Start of DATASET RECORDS

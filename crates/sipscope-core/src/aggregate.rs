//! Statistics and groupings over extracted and classified records.
//!
//! All outputs use ordered maps or explicitly sorted vectors so a report is
//! byte-identical across runs for the same input.

use std::collections::{BTreeMap, BTreeSet};

use crate::sip::{Direction, FieldRecord};
use crate::taxonomy::{ErrorCategory, StatusCode};
use crate::{
    CallStatus, ClassifiedRecord, ErrorSummaryRow, IpGroup, MessageStats, MessageTypeCount,
    SessionGroup, SummaryStats,
};

/// Keys shared by everything the groupings can count.
pub trait Tally {
    fn session_id(&self) -> &str;
    fn ip(&self) -> &str;
    fn direction(&self) -> Direction;
    fn status_code(&self) -> Option<StatusCode>;
}

impl Tally for FieldRecord {
    fn session_id(&self) -> &str {
        &self.sid
    }

    fn ip(&self) -> &str {
        &self.ip
    }

    fn direction(&self) -> Direction {
        self.direction
    }

    fn status_code(&self) -> Option<StatusCode> {
        self.status_code.parse::<u16>().ok().and_then(StatusCode::new)
    }
}

impl Tally for ClassifiedRecord {
    fn session_id(&self) -> &str {
        &self.call.session_id
    }

    fn ip(&self) -> &str {
        &self.call.remote_ip
    }

    fn direction(&self) -> Direction {
        self.call.direction
    }

    fn status_code(&self) -> Option<StatusCode> {
        self.call.status_code
    }
}

fn round2(value: f64) -> f64 {
    (value * 100.0).round() / 100.0
}

fn unique_sessions<T: Tally>(records: &[T]) -> u64 {
    records
        .iter()
        .map(Tally::session_id)
        .filter(|sid| !sid.is_empty())
        .collect::<BTreeSet<_>>()
        .len() as u64
}

fn count_directions<'a, T: Tally + 'a>(
    records: impl IntoIterator<Item = &'a T>,
) -> BTreeMap<Direction, u64> {
    let mut directions = BTreeMap::new();
    for record in records {
        *directions.entry(record.direction()).or_insert(0) += 1;
    }
    directions
}

/// Scalar statistics over classified records.
///
/// # Examples
/// ```
/// use sipscope_core::summarize;
///
/// let stats = summarize(&[]);
/// assert_eq!(stats.total, 0);
/// assert_eq!(stats.success_rate, 0.0);
/// assert!(stats.average_duration.is_none());
/// ```
pub fn summarize(records: &[ClassifiedRecord]) -> SummaryStats {
    let mut stats = SummaryStats {
        total: records.len() as u64,
        by_direction: count_directions(records),
        unique_sessions: unique_sessions(records),
        ..SummaryStats::default()
    };

    let mut duration_sum = 0.0;
    let mut duration_count = 0u64;
    let mut duration_max: Option<f64> = None;

    for record in records {
        *stats.by_status.entry(record.status).or_insert(0) += 1;
        *stats
            .by_error_category
            .entry(record.error_category)
            .or_insert(0) += 1;

        let Some(duration) = record.call.duration.filter(|d| d.is_finite() && *d >= 0.0) else {
            continue;
        };
        duration_sum += duration;
        duration_count += 1;
        duration_max = Some(duration_max.map_or(duration, |max| max.max(duration)));

        if duration > 0.0 {
            stats.attempted += 1;
            match record.status {
                CallStatus::Success => stats.successful += 1,
                CallStatus::Failure => stats.failed += 1,
                CallStatus::Warning => stats.warning += 1,
                CallStatus::Info => stats.info += 1,
            }
        }
    }

    if duration_count > 0 {
        stats.average_duration = Some(round2(duration_sum / duration_count as f64));
        stats.max_duration = duration_max.map(round2);
    }
    if stats.attempted > 0 {
        stats.success_rate = round2(stats.successful as f64 / stats.attempted as f64 * 100.0);
    }
    stats
}

/// Records grouped by non-empty session id, sorted by id.
pub fn group_by_session<T: Tally>(records: &[T]) -> Vec<SessionGroup> {
    let mut groups: BTreeMap<&str, Vec<&T>> = BTreeMap::new();
    for record in records {
        let sid = record.session_id();
        if !sid.is_empty() {
            groups.entry(sid).or_default().push(record);
        }
    }

    groups
        .into_iter()
        .map(|(session_id, members)| {
            let mut status_codes = BTreeMap::new();
            for code in members.iter().filter_map(|record| record.status_code()) {
                *status_codes.entry(code).or_insert(0) += 1;
            }
            SessionGroup {
                session_id: session_id.to_string(),
                count: members.len() as u64,
                directions: count_directions(members.iter().copied()),
                status_codes,
            }
        })
        .collect()
}

/// Records grouped by non-empty IP address, sorted by address text.
pub fn group_by_ip<T: Tally>(records: &[T]) -> Vec<IpGroup> {
    let mut groups: BTreeMap<&str, Vec<&T>> = BTreeMap::new();
    for record in records {
        let ip = record.ip();
        if !ip.is_empty() {
            groups.entry(ip).or_default().push(record);
        }
    }

    groups
        .into_iter()
        .map(|(ip, members)| IpGroup {
            ip: ip.to_string(),
            count: members.len() as u64,
            directions: count_directions(members.iter().copied()),
        })
        .collect()
}

/// Count per (error category, status code), most frequent first.
///
/// Ties are ordered by category, then by code with absent codes first.
pub fn error_summary(records: &[ClassifiedRecord]) -> Vec<ErrorSummaryRow> {
    let mut counts: BTreeMap<(ErrorCategory, Option<StatusCode>), u64> = BTreeMap::new();
    for record in records {
        *counts
            .entry((record.error_category, record.call.status_code))
            .or_insert(0) += 1;
    }

    let mut rows: Vec<ErrorSummaryRow> = counts
        .into_iter()
        .map(|((error_category, status_code), count)| ErrorSummaryRow {
            error_category,
            status_code,
            count,
        })
        .collect();
    // Stable sort keeps the key order from the map for equal counts.
    rows.sort_by(|a, b| b.count.cmp(&a.count));
    rows
}

/// Message-level statistics over every extracted block.
pub fn summarize_messages(records: &[FieldRecord]) -> MessageStats {
    let mut types: BTreeMap<&str, u64> = BTreeMap::new();
    let mut stats = MessageStats {
        total: records.len() as u64,
        by_direction: count_directions(records),
        unique_sessions: unique_sessions(records),
        sessions: group_by_session(records),
        ips: group_by_ip(records),
        ..MessageStats::default()
    };

    for record in records {
        if !record.message_type.is_empty() {
            *types.entry(record.message_type.as_str()).or_insert(0) += 1;
        }
        if record.message_type == "OPTIONS" {
            stats.options += 1;
        }
        match Tally::status_code(record).map(StatusCode::class_digit) {
            Some(2) => stats.success_responses += 1,
            Some(4) => stats.client_errors += 1,
            Some(5) => stats.server_errors += 1,
            _ => {}
        }
    }

    let mut message_types: Vec<MessageTypeCount> = types
        .into_iter()
        .map(|(message_type, count)| MessageTypeCount {
            message_type: message_type.to_string(),
            count,
        })
        .collect();
    message_types.sort_by(|a, b| b.count.cmp(&a.count));
    stats.message_types = message_types;
    stats
}

#[cfg(test)]
mod tests {
    use super::*;
    use crate::{CallRecord, classify};

    fn call(code: u16, duration: Option<f64>, sid: &str, ip: &str) -> ClassifiedRecord {
        let mut record = CallRecord::ended_at("10:00:00.000");
        record.status_code = StatusCode::new(code);
        record.duration = duration;
        record.session_id = sid.to_string();
        record.remote_ip = ip.to_string();
        classify(record)
    }

    fn field(sid: &str, ip: &str, message_type: &str, status: &str) -> FieldRecord {
        FieldRecord {
            sid: sid.to_string(),
            ip: ip.to_string(),
            message_type: message_type.to_string(),
            status_code: status.to_string(),
            ..FieldRecord::default()
        }
    }

    #[test]
    fn even_split_gives_half_success_rate() {
        let records = vec![
            call(200, Some(30.0), "a", ""),
            call(486, Some(4.0), "b", ""),
            call(200, Some(12.0), "c", ""),
            call(404, Some(1.0), "d", ""),
        ];
        let stats = summarize(&records);
        assert_eq!(stats.attempted, 4);
        assert_eq!(stats.successful, 2);
        assert_eq!(stats.failed, 2);
        assert_eq!(stats.success_rate, 50.0);
        assert_eq!(stats.unique_sessions, 4);
    }

    #[test]
    fn unattempted_calls_do_not_count_towards_rate() {
        let records = vec![
            call(200, Some(0.0), "", ""),
            call(180, None, "", ""),
            call(302, Some(3.0), "", ""),
            call(200, Some(-1.0), "", ""),
        ];
        let stats = summarize(&records);
        assert_eq!(stats.total, 4);
        assert_eq!(stats.attempted, 1);
        assert_eq!(stats.warning, 1);
        assert_eq!(stats.success_rate, 0.0);
        assert_eq!(stats.average_duration, Some(1.5));
        assert_eq!(stats.max_duration, Some(3.0));
        assert_eq!(stats.unique_sessions, 0);
        assert_eq!(stats.by_status[&CallStatus::Success], 2);
        assert_eq!(stats.by_status[&CallStatus::Info], 1);
    }

    #[test]
    fn durations_round_to_two_decimals() {
        let records = vec![
            call(200, Some(1.0), "", ""),
            call(200, Some(1.0), "", ""),
            call(486, Some(2.0), "", ""),
        ];
        let stats = summarize(&records);
        assert_eq!(stats.average_duration, Some(1.33));
        assert_eq!(stats.success_rate, 66.67);
    }

    #[test]
    fn sessions_group_with_status_breakdown() {
        let records = vec![
            field("S1", "10.0.0.1", "INVITE", ""),
            field("S1", "10.0.0.2", "SIP/2.0 180", "180"),
            field("S1", "10.0.0.2", "SIP/2.0 200", "200"),
            field("S0", "10.0.0.1", "OPTIONS", ""),
            field("", "", "", ""),
        ];
        let groups = group_by_session(&records);
        assert_eq!(groups.len(), 2);
        assert_eq!(groups[0].session_id, "S0");
        assert_eq!(groups[1].count, 3);
        assert_eq!(groups[1].directions[&Direction::Internal], 3);
        assert_eq!(groups[1].status_codes.len(), 2);

        let ips = group_by_ip(&records);
        assert_eq!(ips.len(), 2);
        assert_eq!(ips[0].ip, "10.0.0.1");
        assert_eq!(ips[0].count, 2);
    }

    #[test]
    fn error_summary_orders_by_count_then_key() {
        let records = vec![
            call(404, None, "", ""),
            call(486, None, "", ""),
            call(404, None, "", ""),
            call(401, None, "", ""),
            call(200, None, "", ""),
        ];
        let rows = error_summary(&records);
        assert_eq!(rows[0].error_category, ErrorCategory::Routing);
        assert_eq!(rows[0].count, 2);
        let rest: Vec<_> = rows[1..].iter().map(|row| row.error_category).collect();
        assert_eq!(
            rest,
            vec![
                ErrorCategory::Authentication,
                ErrorCategory::Capacity,
                ErrorCategory::Uncategorized,
            ]
        );
    }

    #[test]
    fn message_stats_count_types_and_responses() {
        let records = vec![
            field("S1", "10.0.0.1", "OPTIONS", ""),
            field("S1", "10.0.0.1", "OPTIONS", ""),
            field("S2", "10.0.0.3", "INVITE", ""),
            field("S2", "10.0.0.3", "SIP/2.0 404", "404"),
            field("S2", "10.0.0.3", "SIP/2.0 503", "503"),
            field("S2", "10.0.0.3", "SIP/2.0 200", "200"),
            field("", "", "", ""),
        ];
        let stats = summarize_messages(&records);
        assert_eq!(stats.total, 7);
        assert_eq!(stats.unique_sessions, 2);
        assert_eq!(stats.options, 2);
        assert_eq!(stats.success_responses, 1);
        assert_eq!(stats.client_errors, 1);
        assert_eq!(stats.server_errors, 1);
        assert_eq!(stats.message_types[0].message_type, "OPTIONS");
        assert_eq!(stats.message_types[0].count, 2);
        assert_eq!(stats.message_types.len(), 5);
        assert_eq!(stats.sessions.len(), 2);
    }
}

End of DATASET RECORDS

*TASK STATEMENT*
Only lines containing the word "grouped" should be copied from the material above.

*SOLUTION*
/// Records grouped by non-empty session id, sorted by id.
/// Records grouped by non-empty IP address, sorted by address text.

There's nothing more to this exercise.